## Prompt
Check every line of the data and copy the ones where "CompletionResponse" appears.
··· Extracted records ···
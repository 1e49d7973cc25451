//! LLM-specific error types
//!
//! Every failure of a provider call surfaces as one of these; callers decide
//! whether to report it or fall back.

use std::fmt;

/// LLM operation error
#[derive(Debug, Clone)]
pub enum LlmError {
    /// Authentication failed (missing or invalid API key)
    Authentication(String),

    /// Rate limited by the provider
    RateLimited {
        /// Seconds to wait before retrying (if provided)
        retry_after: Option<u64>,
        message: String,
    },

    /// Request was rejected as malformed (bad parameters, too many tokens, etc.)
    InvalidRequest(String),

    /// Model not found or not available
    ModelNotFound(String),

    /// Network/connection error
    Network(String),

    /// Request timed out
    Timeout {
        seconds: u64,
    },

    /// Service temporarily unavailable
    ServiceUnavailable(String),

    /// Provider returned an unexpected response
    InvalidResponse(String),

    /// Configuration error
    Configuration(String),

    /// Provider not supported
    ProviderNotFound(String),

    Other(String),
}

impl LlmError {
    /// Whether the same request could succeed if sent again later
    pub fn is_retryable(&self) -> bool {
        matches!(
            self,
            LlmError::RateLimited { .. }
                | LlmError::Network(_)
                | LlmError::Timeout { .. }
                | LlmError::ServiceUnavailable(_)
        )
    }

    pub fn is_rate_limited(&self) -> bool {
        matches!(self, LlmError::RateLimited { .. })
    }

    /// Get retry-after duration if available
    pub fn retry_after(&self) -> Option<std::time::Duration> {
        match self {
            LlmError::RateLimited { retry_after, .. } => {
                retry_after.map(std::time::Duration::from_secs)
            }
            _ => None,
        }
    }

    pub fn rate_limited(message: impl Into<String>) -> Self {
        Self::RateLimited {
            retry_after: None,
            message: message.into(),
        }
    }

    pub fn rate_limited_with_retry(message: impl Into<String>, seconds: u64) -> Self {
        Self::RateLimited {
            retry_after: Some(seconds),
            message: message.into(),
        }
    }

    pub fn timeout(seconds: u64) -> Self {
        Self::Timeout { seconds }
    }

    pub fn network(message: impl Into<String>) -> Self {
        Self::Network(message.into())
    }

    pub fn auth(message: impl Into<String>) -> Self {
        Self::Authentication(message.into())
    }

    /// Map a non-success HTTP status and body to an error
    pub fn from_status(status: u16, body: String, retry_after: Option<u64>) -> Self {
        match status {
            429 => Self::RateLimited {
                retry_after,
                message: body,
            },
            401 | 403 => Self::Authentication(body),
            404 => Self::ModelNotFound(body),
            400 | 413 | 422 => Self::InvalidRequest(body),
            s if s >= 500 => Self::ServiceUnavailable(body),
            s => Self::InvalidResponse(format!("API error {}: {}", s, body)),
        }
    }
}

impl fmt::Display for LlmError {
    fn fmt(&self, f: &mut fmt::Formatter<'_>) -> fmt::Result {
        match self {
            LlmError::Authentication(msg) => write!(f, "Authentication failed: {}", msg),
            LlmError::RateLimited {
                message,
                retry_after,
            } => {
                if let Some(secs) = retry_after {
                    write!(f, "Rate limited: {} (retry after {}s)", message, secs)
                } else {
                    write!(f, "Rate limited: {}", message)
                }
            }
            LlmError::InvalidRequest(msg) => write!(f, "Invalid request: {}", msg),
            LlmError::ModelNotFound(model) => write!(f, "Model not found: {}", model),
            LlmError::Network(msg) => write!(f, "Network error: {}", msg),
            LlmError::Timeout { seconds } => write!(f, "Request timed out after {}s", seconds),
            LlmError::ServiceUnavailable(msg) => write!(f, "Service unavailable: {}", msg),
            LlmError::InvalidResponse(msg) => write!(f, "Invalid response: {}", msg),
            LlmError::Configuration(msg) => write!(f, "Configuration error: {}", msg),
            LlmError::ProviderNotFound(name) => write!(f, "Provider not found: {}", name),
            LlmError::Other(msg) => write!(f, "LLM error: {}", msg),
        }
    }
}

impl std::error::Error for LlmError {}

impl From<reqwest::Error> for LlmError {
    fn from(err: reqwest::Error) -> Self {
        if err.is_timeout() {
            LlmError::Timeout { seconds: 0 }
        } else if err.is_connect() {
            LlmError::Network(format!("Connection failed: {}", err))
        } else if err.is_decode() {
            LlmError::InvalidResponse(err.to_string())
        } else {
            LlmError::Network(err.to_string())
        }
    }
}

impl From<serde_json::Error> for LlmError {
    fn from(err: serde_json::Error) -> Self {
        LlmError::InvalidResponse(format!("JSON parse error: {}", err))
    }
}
···
··· Extracted records ···
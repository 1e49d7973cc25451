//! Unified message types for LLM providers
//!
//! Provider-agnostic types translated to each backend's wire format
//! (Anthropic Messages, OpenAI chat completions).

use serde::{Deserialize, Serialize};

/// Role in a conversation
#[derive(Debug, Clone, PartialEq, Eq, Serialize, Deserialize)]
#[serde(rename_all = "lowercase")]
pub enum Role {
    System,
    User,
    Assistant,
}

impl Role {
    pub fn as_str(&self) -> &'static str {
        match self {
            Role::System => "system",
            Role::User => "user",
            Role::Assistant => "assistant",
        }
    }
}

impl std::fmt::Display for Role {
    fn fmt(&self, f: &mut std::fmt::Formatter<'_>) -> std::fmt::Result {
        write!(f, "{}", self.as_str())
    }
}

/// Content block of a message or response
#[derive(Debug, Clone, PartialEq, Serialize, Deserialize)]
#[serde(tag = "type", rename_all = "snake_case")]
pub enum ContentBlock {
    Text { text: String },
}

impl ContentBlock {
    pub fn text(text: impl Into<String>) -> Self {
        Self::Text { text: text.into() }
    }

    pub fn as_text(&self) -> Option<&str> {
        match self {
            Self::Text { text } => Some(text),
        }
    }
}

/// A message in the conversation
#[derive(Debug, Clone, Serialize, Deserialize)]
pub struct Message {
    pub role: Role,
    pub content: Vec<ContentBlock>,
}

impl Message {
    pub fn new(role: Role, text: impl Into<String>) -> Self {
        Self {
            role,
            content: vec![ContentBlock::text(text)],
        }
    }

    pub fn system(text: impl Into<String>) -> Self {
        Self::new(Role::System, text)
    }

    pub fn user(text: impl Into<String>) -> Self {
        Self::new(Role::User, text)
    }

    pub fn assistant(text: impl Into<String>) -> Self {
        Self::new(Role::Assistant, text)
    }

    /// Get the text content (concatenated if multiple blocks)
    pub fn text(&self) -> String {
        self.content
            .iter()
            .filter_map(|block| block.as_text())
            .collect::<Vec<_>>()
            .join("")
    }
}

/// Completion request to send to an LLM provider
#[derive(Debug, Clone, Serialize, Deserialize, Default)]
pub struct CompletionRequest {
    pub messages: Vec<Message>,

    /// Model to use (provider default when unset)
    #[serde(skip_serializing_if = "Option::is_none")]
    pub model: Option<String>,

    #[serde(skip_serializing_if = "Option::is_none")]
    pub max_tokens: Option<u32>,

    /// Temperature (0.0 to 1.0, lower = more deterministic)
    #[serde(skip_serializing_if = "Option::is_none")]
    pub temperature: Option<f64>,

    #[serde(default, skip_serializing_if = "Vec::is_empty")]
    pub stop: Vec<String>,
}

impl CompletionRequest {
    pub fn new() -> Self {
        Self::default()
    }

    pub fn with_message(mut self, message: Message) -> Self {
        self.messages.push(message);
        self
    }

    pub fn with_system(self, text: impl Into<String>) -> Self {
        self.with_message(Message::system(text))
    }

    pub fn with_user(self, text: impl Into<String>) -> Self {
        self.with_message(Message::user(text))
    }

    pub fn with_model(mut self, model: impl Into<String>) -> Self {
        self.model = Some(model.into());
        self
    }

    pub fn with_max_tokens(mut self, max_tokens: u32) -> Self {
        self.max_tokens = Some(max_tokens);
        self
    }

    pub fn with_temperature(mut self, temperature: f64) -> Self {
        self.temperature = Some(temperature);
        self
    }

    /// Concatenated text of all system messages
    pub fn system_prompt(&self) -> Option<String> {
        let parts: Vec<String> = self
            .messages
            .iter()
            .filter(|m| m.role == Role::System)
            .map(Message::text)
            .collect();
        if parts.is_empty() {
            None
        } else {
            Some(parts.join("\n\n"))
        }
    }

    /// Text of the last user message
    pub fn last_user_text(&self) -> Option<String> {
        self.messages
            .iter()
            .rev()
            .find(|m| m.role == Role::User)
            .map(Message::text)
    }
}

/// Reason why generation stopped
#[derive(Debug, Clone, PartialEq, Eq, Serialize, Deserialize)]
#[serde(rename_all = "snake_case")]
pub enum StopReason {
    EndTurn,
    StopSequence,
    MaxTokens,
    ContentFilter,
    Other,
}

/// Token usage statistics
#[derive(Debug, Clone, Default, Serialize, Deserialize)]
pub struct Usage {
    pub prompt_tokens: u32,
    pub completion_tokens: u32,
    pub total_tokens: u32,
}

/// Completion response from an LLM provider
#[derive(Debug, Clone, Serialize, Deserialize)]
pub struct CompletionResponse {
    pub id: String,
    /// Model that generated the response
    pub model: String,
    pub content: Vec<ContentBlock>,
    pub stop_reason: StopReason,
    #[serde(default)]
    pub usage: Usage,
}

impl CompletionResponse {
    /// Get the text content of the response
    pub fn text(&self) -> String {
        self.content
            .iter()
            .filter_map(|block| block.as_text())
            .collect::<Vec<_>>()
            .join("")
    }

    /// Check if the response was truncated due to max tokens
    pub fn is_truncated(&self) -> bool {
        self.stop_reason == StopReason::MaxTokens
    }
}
···
## Answer to this problem
pub struct CompletionResponse {
impl CompletionResponse {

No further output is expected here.